È proprio Luca Lapini ad aver pubblicato il 6 maggio un articolo specialistico sulla moria di topi che si registra anche in Friuli. Si intitola «Pullulazioni di micromammiferi in corso nel 2021» e offre una ricca bibliografia (anche bellunese) per chi voglia saperne di più. I ragionamenti interessano appieno il nostro territorio, visto che si tratta dello stesso fenomeno per cui è stata segnalata preoccupazione nel Longaronese, per esempio, dove del resto si sta ripetendo quel che già accadde qualche anno fa: la grande proliferazione dei topi.

Partiamo dalla raccomandazione finale di Lapini, che Cassol sintetizza: «Se adesso fanno derattizzazioni per i topi di campagna è un disastro, perché i prodotti cumarinici entrano nella catena alimentare». Quindi attenzione: per “difenderci” da un fenomeno naturale che si esaurirà da sé, rischiamo di fare un danno molto peggiore rispetto al fastidio che questa situazione inevitabilmente provoca. «Si suggerisce di allontanare gli animali utilizzando i rimedi meccanici che usavano i nostri nonni», scrive Lapini riferendosi alle trappole, «assolutamente da evitare le derattizzazioni effettuate con prodotti cumarinici che avvelenano l’intera catena alimentare di cui questi piccoli roditori sono la base trofica».

Lapini non la fa semplice: siamo davanti a un «fenomeno molto complesso», sicuramente caratterizzato da una ciclicità «spiegata essenzialmente con l’interazione preda-predatore». «Infatti i rapaci notturni sono in festa!», chiosa Michele Cassol. Spiega Lapini che sulle nostre montagne la ciclicità non è regolare e risulta condizionata «da una produzione particolarmente abbondante di seme pesante da parte del faggio Fagus sylvatica e dell’abete rosso Picea abies. Essa si definisce “pasciona forestale”, ed ha una frequenza variabile da zona a zona, alle nostre latitudini per lo più triennale, quinquennale o decennale». Che cosa induce le piante a questa produzione insolita? Le piogge scarse: «Lo stress che deriva da estati secche stimola una particolare produzione di gemme vegetative, con una successiva grande produzione di seme pesante». Primavere-estati molto secche favoriscono l’impollinazione del faggio e dell’abete rosso dovuta al vento e questo accresce la produzione di frutti: «a tarda estate-autunno alcuni roditori forestali ne approfittano». E arriviamo al punto: se l’inverno successivo è abbastanza caldo, i topi sopravvivono bene e in primavera sono presenti in misura maggiore rispetto alla norma e «sia per il loro numero, sia per l’abbondanza di alimento, essi iniziano a riprodursi in massa, innescando fenomeni di pullulazione che possono sorprendere per l’abbondanza di animali. Il crollo di queste popolazioni sovra-affollate è però molto rapido, sia per il pronto aumento dei predatori che le utilizzano come fonte di alimento, sia per il superamento della capacità portante dell’ambiente».
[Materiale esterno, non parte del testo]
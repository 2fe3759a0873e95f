//! Parameter extraction.
//!
//! The last pipeline stage. Captured external values survive every
//! rewriting pass untouched; here each source-free subtree containing a
//! capture is evaluated down to a single value and replaced by a named
//! [`Expr::Parameter`], so the rewritten tree is closed over nothing but
//! sources and parameters. Two structurally equal captures of the same
//! label share one parameter.
//!
//! Captured queryables are different: they are whole query trees and must
//! be inlined *before* the rewriting passes run, so navigations inside
//! them get expanded like any other subquery. [`inline_queryables`] does
//! that inlining with fresh source ids.

use serde::{Deserialize, Serialize};

use crate::query::errors::{CompileError, CompileResult};
use crate::query::expr::{BinaryOp, Expr, UnaryOp};
use crate::query::tree::{QueryModel, ResultOperator};
use crate::query::value::{CapturedValue, ExternalValue, Value};
use crate::query::visit::{source_refs_expr, Rewriter};
use crate::types::SourceIdGen;
use std::collections::HashSet;

/// Extracted parameter payload.
#[derive(Clone, Debug, PartialEq, Serialize, Deserialize)]
#[serde(tag = "t", content = "v")]
pub enum ParameterValue {
    /// Single scalar.
    Scalar(Value),
    /// Ordered sequence, e.g. the operand of a `Contains`.
    Sequence(Vec<Value>),
}

/// One named parameter.
#[derive(Clone, Debug, PartialEq, Serialize, Deserialize)]
pub struct Parameter {
    /// Placeholder name as it appears in the tree (`__{label}_{n}`).
    pub name: String,
    /// Label of the capture the value came from.
    pub label: String,
    /// Extracted payload.
    pub value: ParameterValue,
}

/// Ordered collection of extracted parameters.
#[derive(Clone, Debug, Default, PartialEq, Serialize, Deserialize)]
pub struct ParameterBag {
    entries: Vec<Parameter>,
}

impl ParameterBag {
    /// Number of parameters.
    pub fn len(&self) -> usize {
        self.entries.len()
    }

    /// Whether no parameters were extracted.
    pub fn is_empty(&self) -> bool {
        self.entries.is_empty()
    }

    /// Looks a parameter up by placeholder name.
    pub fn get(&self, name: &str) -> Option<&ParameterValue> {
        self.entries
            .iter()
            .find(|p| p.name == name)
            .map(|p| &p.value)
    }

    /// Iterates the parameters in extraction order.
    pub fn iter(&self) -> impl Iterator<Item = &Parameter> {
        self.entries.iter()
    }

    /// Records `value` under `label`, reusing the existing entry when an
    /// identical capture was already extracted.
    fn insert(&mut self, label: &str, value: ParameterValue) -> String {
        if let Some(existing) = self
            .entries
            .iter()
            .find(|p| p.label == label && p.value == value)
        {
            return existing.name.clone();
        }
        let name = format!("__{}_{}", label, self.entries.len());
        self.entries.push(Parameter {
            name: name.clone(),
            label: label.to_owned(),
            value,
        });
        name
    }
}

/// Replaces every source-free captured subtree with a named parameter.
pub fn extract(query: QueryModel) -> CompileResult<(QueryModel, ParameterBag)> {
    let mut bag = ParameterBag::default();
    let query = Extractor { bag: &mut bag }.rewrite_query(query)?;
    Ok((query, bag))
}

/// Extracts parameters from a lifted collection's batched query and its
/// paging window, sharing `bag` with the main query so identical captures
/// reuse one parameter.
pub(crate) fn extract_registration(
    query: QueryModel,
    window: Vec<ResultOperator>,
    bag: &mut ParameterBag,
) -> CompileResult<(QueryModel, Vec<ResultOperator>)> {
    let mut extractor = Extractor { bag };
    let query = extractor.rewrite_query(query)?;
    let window = window
        .into_iter()
        .map(|op| extractor.rewrite_operator(op))
        .collect::<CompileResult<Vec<_>>>()?;
    Ok((query, window))
}

/// Replaces captured queryables with inlined subqueries, remapping their
/// source ids so they cannot collide with ids already in the tree.
pub(crate) fn inline_queryables(
    query: QueryModel,
    ids: &mut SourceIdGen,
) -> CompileResult<QueryModel> {
    Inliner { ids }.rewrite_query(query)
}

struct Inliner<'a> {
    ids: &'a mut SourceIdGen,
}

impl Rewriter for Inliner<'_> {
    fn rewrite_expr(&mut self, expr: Expr) -> CompileResult<Expr> {
        match expr {
            Expr::External(ExternalValue {
                value: CapturedValue::Queryable(captured),
                ..
            }) => {
                let (remapped, _) = captured.clone_remapped(self.ids);
                // The inlined tree may itself carry captures.
                self.rewrite_expr(Expr::subquery(remapped))
            }
            other => self.walk_expr(other),
        }
    }
}

struct Extractor<'a> {
    bag: &'a mut ParameterBag,
}

impl Rewriter for Extractor<'_> {
    fn rewrite_expr(&mut self, expr: Expr) -> CompileResult<Expr> {
        if !is_extractable(&expr) {
            return self.walk_expr(expr);
        }
        // Direct captures keep their payload shape; anything larger is
        // evaluated down to one scalar.
        if let Expr::External(external) = &expr {
            let value = match &external.value {
                CapturedValue::Scalar(value) => ParameterValue::Scalar(value.clone()),
                CapturedValue::Sequence(values) => ParameterValue::Sequence(values.clone()),
                CapturedValue::Queryable(_) => {
                    return Err(CompileError::CaptureEvaluation {
                        label: external.label.clone(),
                        reason: "captured queryable reached parameter extraction".to_owned(),
                    })
                }
            };
            return Ok(Expr::Parameter(self.bag.insert(&external.label, value)));
        }
        let label = first_label(&expr).unwrap_or("p");
        let value = evaluate(&expr).map_err(|reason| CompileError::CaptureEvaluation {
            label: label.to_owned(),
            reason,
        })?;
        let label = label.to_owned();
        Ok(Expr::Parameter(
            self.bag.insert(&label, ParameterValue::Scalar(value)),
        ))
    }
}

/// A subtree becomes a parameter when it holds at least one capture and
/// references no query source.
fn is_extractable(expr: &Expr) -> bool {
    if !contains_capture(expr) {
        return false;
    }
    let mut refs = HashSet::new();
    source_refs_expr(expr, &mut refs);
    refs.is_empty()
}

fn contains_capture(expr: &Expr) -> bool {
    match expr {
        Expr::External(_) => true,
        Expr::Constant(_)
        | Expr::Parameter(_)
        | Expr::Source(_)
        | Expr::CorrelatedCollection { .. }
        | Expr::SharedRef(_)
        | Expr::Subquery(_) => false,
        Expr::Property { object, .. }
        | Expr::NamedProperty { object, .. }
        | Expr::Downcast { object, .. } => contains_capture(object),
        Expr::Unary { operand, .. } | Expr::ArrayLength(operand) => contains_capture(operand),
        Expr::Binary { left, right, .. }
        | Expr::Coalesce { left, right }
        | Expr::ReferenceEqual { left, right } => {
            contains_capture(left) || contains_capture(right)
        }
        Expr::Conditional {
            test,
            if_true,
            if_false,
        } => contains_capture(test) || contains_capture(if_true) || contains_capture(if_false),
        Expr::NullConditional { guard, access } => {
            contains_capture(guard) || contains_capture(access)
        }
        Expr::KeyTuple(items) => items.iter().any(contains_capture),
        Expr::Materialize { source, .. } => contains_capture(source),
        Expr::Shared { expr, .. } => contains_capture(expr),
    }
}

fn first_label(expr: &Expr) -> Option<&str> {
    match expr {
        Expr::External(external) => Some(&external.label),
        Expr::Property { object, .. }
        | Expr::NamedProperty { object, .. }
        | Expr::Downcast { object, .. } => first_label(object),
        Expr::Unary { operand, .. } | Expr::ArrayLength(operand) => first_label(operand),
        Expr::Binary { left, right, .. }
        | Expr::Coalesce { left, right }
        | Expr::ReferenceEqual { left, right } => first_label(left).or_else(|| first_label(right)),
        Expr::Conditional {
            test,
            if_true,
            if_false,
        } => first_label(test)
            .or_else(|| first_label(if_true))
            .or_else(|| first_label(if_false)),
        Expr::NullConditional { guard, access } => {
            first_label(guard).or_else(|| first_label(access))
        }
        Expr::KeyTuple(items) => items.iter().find_map(first_label),
        Expr::Materialize { source, .. } | Expr::Shared { expr: source, .. } => {
            first_label(source)
        }
        _ => None,
    }
}

/// Small interpreter for source-free subtrees.
///
/// Only shapes that can genuinely appear around a capture are supported;
/// anything else is an evaluation error surfaced as `CaptureEvaluation`.
fn evaluate(expr: &Expr) -> Result<Value, String> {
    match expr {
        Expr::Constant(value) => Ok(value.clone()),
        Expr::External(external) => match &external.value {
            CapturedValue::Scalar(value) => Ok(value.clone()),
            CapturedValue::Sequence(_) => Err(format!(
                "captured sequence '{}' cannot be folded into a scalar",
                external.label
            )),
            CapturedValue::Queryable(_) => Err(format!(
                "captured queryable '{}' cannot be folded into a scalar",
                external.label
            )),
        },
        Expr::Unary { op, operand } => {
            let operand = evaluate(operand)?;
            match (op, operand) {
                (UnaryOp::Not, Value::Bool(b)) => Ok(Value::Bool(!b)),
                (UnaryOp::Neg, Value::Int(i)) => Ok(Value::Int(-i)),
                (UnaryOp::Neg, Value::Float(f)) => Ok(Value::Float(-f)),
                (op, operand) => Err(format!("cannot apply {op:?} to {operand:?}")),
            }
        }
        Expr::Binary { op, left, right } => {
            let left = evaluate(left)?;
            let right = evaluate(right)?;
            apply_binary(*op, left, right)
        }
        Expr::Conditional {
            test,
            if_true,
            if_false,
        } => match evaluate(test)? {
            Value::Bool(true) => evaluate(if_true),
            Value::Bool(false) => evaluate(if_false),
            other => Err(format!("conditional test evaluated to {other:?}")),
        },
        Expr::Coalesce { left, right } => {
            let left = evaluate(left)?;
            if left.is_null() {
                evaluate(right)
            } else {
                Ok(left)
            }
        }
        other => Err(format!("expression is not a compile-time value: {other:?}")),
    }
}

fn apply_binary(op: BinaryOp, left: Value, right: Value) -> Result<Value, String> {
    use Value::*;
    Ok(match (op, left, right) {
        (BinaryOp::Eq, l, r) => Bool(l == r),
        (BinaryOp::NotEq, l, r) => Bool(l != r),
        (BinaryOp::And, Bool(l), Bool(r)) => Bool(l && r),
        (BinaryOp::Or, Bool(l), Bool(r)) => Bool(l || r),
        (BinaryOp::Lt, Int(l), Int(r)) => Bool(l < r),
        (BinaryOp::LtEq, Int(l), Int(r)) => Bool(l <= r),
        (BinaryOp::Gt, Int(l), Int(r)) => Bool(l > r),
        (BinaryOp::GtEq, Int(l), Int(r)) => Bool(l >= r),
        (BinaryOp::Lt, Float(l), Float(r)) => Bool(l < r),
        (BinaryOp::LtEq, Float(l), Float(r)) => Bool(l <= r),
        (BinaryOp::Gt, Float(l), Float(r)) => Bool(l > r),
        (BinaryOp::GtEq, Float(l), Float(r)) => Bool(l >= r),
        (BinaryOp::Lt, String(l), String(r)) => Bool(l < r),
        (BinaryOp::Gt, String(l), String(r)) => Bool(l > r),
        (BinaryOp::Add, Int(l), Int(r)) => Int(l.wrapping_add(r)),
        (BinaryOp::Sub, Int(l), Int(r)) => Int(l.wrapping_sub(r)),
        (BinaryOp::Mul, Int(l), Int(r)) => Int(l.wrapping_mul(r)),
        (BinaryOp::Div, Int(_), Int(0)) => return Err("integer division by zero".to_owned()),
        (BinaryOp::Div, Int(l), Int(r)) => Int(l.wrapping_div(r)),
        (BinaryOp::Rem, Int(_), Int(0)) => return Err("integer division by zero".to_owned()),
        (BinaryOp::Rem, Int(l), Int(r)) => Int(l.wrapping_rem(r)),
        (BinaryOp::Add, Float(l), Float(r)) => Float(l + r),
        (BinaryOp::Sub, Float(l), Float(r)) => Float(l - r),
        (BinaryOp::Mul, Float(l), Float(r)) => Float(l * r),
        (BinaryOp::Div, Float(l), Float(r)) => Float(l / r),
        (BinaryOp::Rem, Float(l), Float(r)) => Float(l % r),
        (BinaryOp::Add, String(l), String(r)) => String(l + &r),
        (op, l, r) => return Err(format!("cannot apply {op:?} to {l:?} and {r:?}")),
    })
}
impl Scoped<'_, '_> {
    /// Collapses `path.Nav == null` (or `!=`) into a null test on the
    /// foreign-key properties when `Nav` sits on the dependent side, so no
    /// join is needed to decide whether the principal exists.
    fn try_null_comparison(&mut self, expr: &Expr) -> CompileResult<Option<Expr>> {
        let Expr::Binary { op, left, right } = expr else {
            return Ok(None);
        };
        if !op.is_equality() {
            return Ok(None);
        }
        let probed = if right.is_null_constant() {
            left
        } else if left.is_null_constant() {
            right
        } else {
            return Ok(None);
        };
        let Some(path) = bind_path(probed, self.pass.model, self.pass.scope)? else {
            return Ok(None);
        };
        let Some(nav_id) = path.trailing_navigation() else {
            return Ok(None);
        };
        let nav = self.pass.model.navigation(nav_id).clone();
        if !nav.is_dependent_to_principal() {
            return Ok(None);
        }
        let fk = self.pass.model.foreign_key(nav.foreign_key).clone();

        let (src, entity, optional) = self.expand_prefix(&path)?;
        let key = collection::key_selector(
            self.pass.model,
            entity,
            Expr::Source(src),
            &fk.dependent_props,
        );
        let key = guarded(optional, src, key);
        Ok(Some(Expr::Binary {
            op: *op,
            left: Box::new(key),
            right: Box::new(collection::null_key(fk.dependent_props.len())),
        }))
    }

    /// Expands every navigation step of a bound path, returning the
    /// rewritten access expression.
    fn expand_path(&mut self, path: &BoundPath) -> CompileResult<Expr> {
        let mut src = path.source;
        let mut entity = path.root_entity;
        let mut optional = false;
        let steps = &path.steps;

        let mut i = 0;
        while i < steps.len() {
            match steps[i] {
                PathStep::Property(prop) => {
                    let name = self.property_name(entity, prop);
                    let access = Expr::property(Expr::Source(src), name);
                    return Ok(guarded(optional, src, access));
                }
                PathStep::Navigation(nav_id) => {
                    let nav = self.pass.model.navigation(nav_id).clone();
                    let fk = self.pass.model.foreign_key(nav.foreign_key).clone();

                    if nav.collection {
                        if i + 1 == steps.len() {
                            let subquery = collection::expand(
                                self.pass.model,
                                self.pass.scope,
                                self.pass.ids,
                                Expr::Source(src),
                                &nav,
                            );
                            return Ok(Expr::subquery(subquery));
                        }
                        return Err(CompileError::CollectionTraversal {
                            entity: self.pass.model.entity(nav.declaring).name.clone(),
                            navigation: nav.name,
                        });
                    }

                    // Reading a referenced principal key through the
                    // navigation reads the foreign key on the dependent
                    // row; the join would add nothing.
                    if nav.is_dependent_to_principal() && i + 2 == steps.len() {
                        if let PathStep::Property(prop) = steps[i + 1] {
                            if let Some(pos) =
                                fk.principal_props.iter().position(|id| *id == prop)
                            {
                                let name = self.property_name(entity, fk.dependent_props[pos]);
                                let access = Expr::property(Expr::Source(src), name);
                                return Ok(guarded(optional, src, access));
                            }
                        }
                    }

                    optional |= step_optional(&nav, &fk);
                    src = self.ensure_join(src, &nav, &fk, optional);
                    entity = nav.target;
                }
            }
            i += 1;
        }
        // The path yields the joined entity rows themselves.
        Ok(Expr::Source(src))
    }

    /// Expands the navigation prefix of a path (all steps but the last),
    /// returning the source and entity the final step resolves against.
    fn expand_prefix(&mut self, path: &BoundPath) -> CompileResult<(SourceId, EntityId, bool)> {
        let mut src = path.source;
        let mut entity = path.root_entity;
        let mut optional = false;
        for step in &path.steps[..path.steps.len().saturating_sub(1)] {
            let PathStep::Navigation(nav_id) = step else {
                // A scalar prefix step cannot occur in a bound path.
                break;
            };
            let nav = self.pass.model.navigation(*nav_id).clone();
            let fk = self.pass.model.foreign_key(nav.foreign_key).clone();
            if nav.collection {
                return Err(CompileError::CollectionTraversal {
                    entity: self.pass.model.entity(nav.declaring).name.clone(),
                    navigation: nav.name,
                });
            }
            optional |= step_optional(&nav, &fk);
            src = self.ensure_join(src, &nav, &fk, optional);
            entity = nav.target;
        }
        Ok((src, entity, optional))
    }

    /// Returns the source bound to `nav`'s target rows for `owner`,
    /// creating the join on first use and reusing it afterwards.
    fn ensure_join(&mut self, owner: SourceId, nav: &Navigation, fk: &ForeignKey, optional: bool) -> SourceId {
        if let Some(target) = self.joins.reuse(owner, nav.id) {
            return target;
        }
        let (owner_entity, owner_props, target_props) = match nav.direction {
            NavigationDirection::DependentToPrincipal => {
                (fk.dependent, &fk.dependent_props, &fk.principal_props)
            }
            NavigationDirection::PrincipalToDependent => {
                (fk.principal, &fk.principal_props, &fk.dependent_props)
            }
        };

        let join_id = self.pass.ids.fresh();
        let outer_key = collection::key_selector(
            self.pass.model,
            owner_entity,
            Expr::Source(owner),
            owner_props,
        );
        let inner_key = collection::key_selector(
            self.pass.model,
            nav.target,
            Expr::Source(join_id),
            target_props,
        );
        let join = JoinClause {
            id: join_id,
            inner: SourceOrigin::EntitySet(nav.target),
            outer_key,
            inner_key,
        };
        self.pass.scope.bind_entity(join_id, nav.target);

        let (target, clauses) = if optional {
            let group_id = self.pass.ids.fresh();
            let flatten_id = self.pass.ids.fresh();
            self.pass.scope.bind_group(group_id, nav.target);
            self.pass.scope.bind_entity(flatten_id, nav.target);
            (
                flatten_id,
                vec![
                    BodyClause::GroupJoin(GroupJoinClause { group_id, join }),
                    BodyClause::Flatten(FlattenClause {
                        id: flatten_id,
                        group: group_id,
                        default_if_empty: true,
                    }),
                ],
            )
        } else {
            (join_id, vec![BodyClause::Join(join)])
        };
        self.joins.record(owner, nav.id, target, clauses);
        target
    }

    fn property_name(&self, entity: EntityId, prop: crate::types::PropertyId) -> String {
        self.pass
            .model
            .entity(entity)
            .property(prop)
            .map(|p| p.name.clone())
            .unwrap_or_default()
    }
}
«Muoiono. Muoiono per mille motivi», commenta Michele Cassol, «ma non di fame. Muoiono per stress, freddo, pioggia improvvisa, caduta in acqua, “over-killing” e altro ancora. È ovvio che in una popolazione così numerosa sono presenti molti elementi vulnerabili, che poi troviamo morti in grande quantità».

L’arvicola rossastra e il topo selvatico dal collo giallo sembrano essere i protagonisti di questa pullulazione, roditori definiti «forestali», appunto. La pullulazione attuale replica quella che avvenne nel 2012, dunque una decina d’anni fa. Prima ce ne fu una nel 1993, forse in mezzo ce ne sono state altre ma magari di minore intensità ed è per questo che i fenomeni possono essere «sfuggiti agli onori della cronaca», dice Lapini. Noi vediamo i topi e non ci accorgiamo che c’è un’altra pullulazione, correlata, dell’animale che felicemente se li mangia: la civetta capogrosso Aegolius funereus mostra cicli di abbondanza sicuramente correlati all’incremento di popolazione dei roditori e quando la loro densità crolla la specie si sposta in valli e versanti più ricchi di animali. Lapini qui cita le osservazioni fatte in particolare sul Cansiglio (Mezzavilla; Lombardo). Ce n’è una fila, di predatori: «in questi periodi i predatori (Canidi, Felidi, Mustelidi, Falconiformi, Strigiformi ecc.) si nutrono quasi esclusivamente di roditori, risparmiando altre prede (lepri, cuccioli di ungulato, galliformi), che subiscono a loro volta una mortalità molto inferiore alla norma. Per questa ragione negli anni successivi alle pullulazioni di roditori si registra un aumento delle più comuni specie preda, seguite da un aumento di alcune specie di predatori», spiega Lapini citando Mezzavilla. Su questa nostra Terra – viene ancora una volta da osservare – siamo davvero tutti collegati e il clima gioca un ruolo fondamentale nell’attivazione di dinamiche di vasto raggio.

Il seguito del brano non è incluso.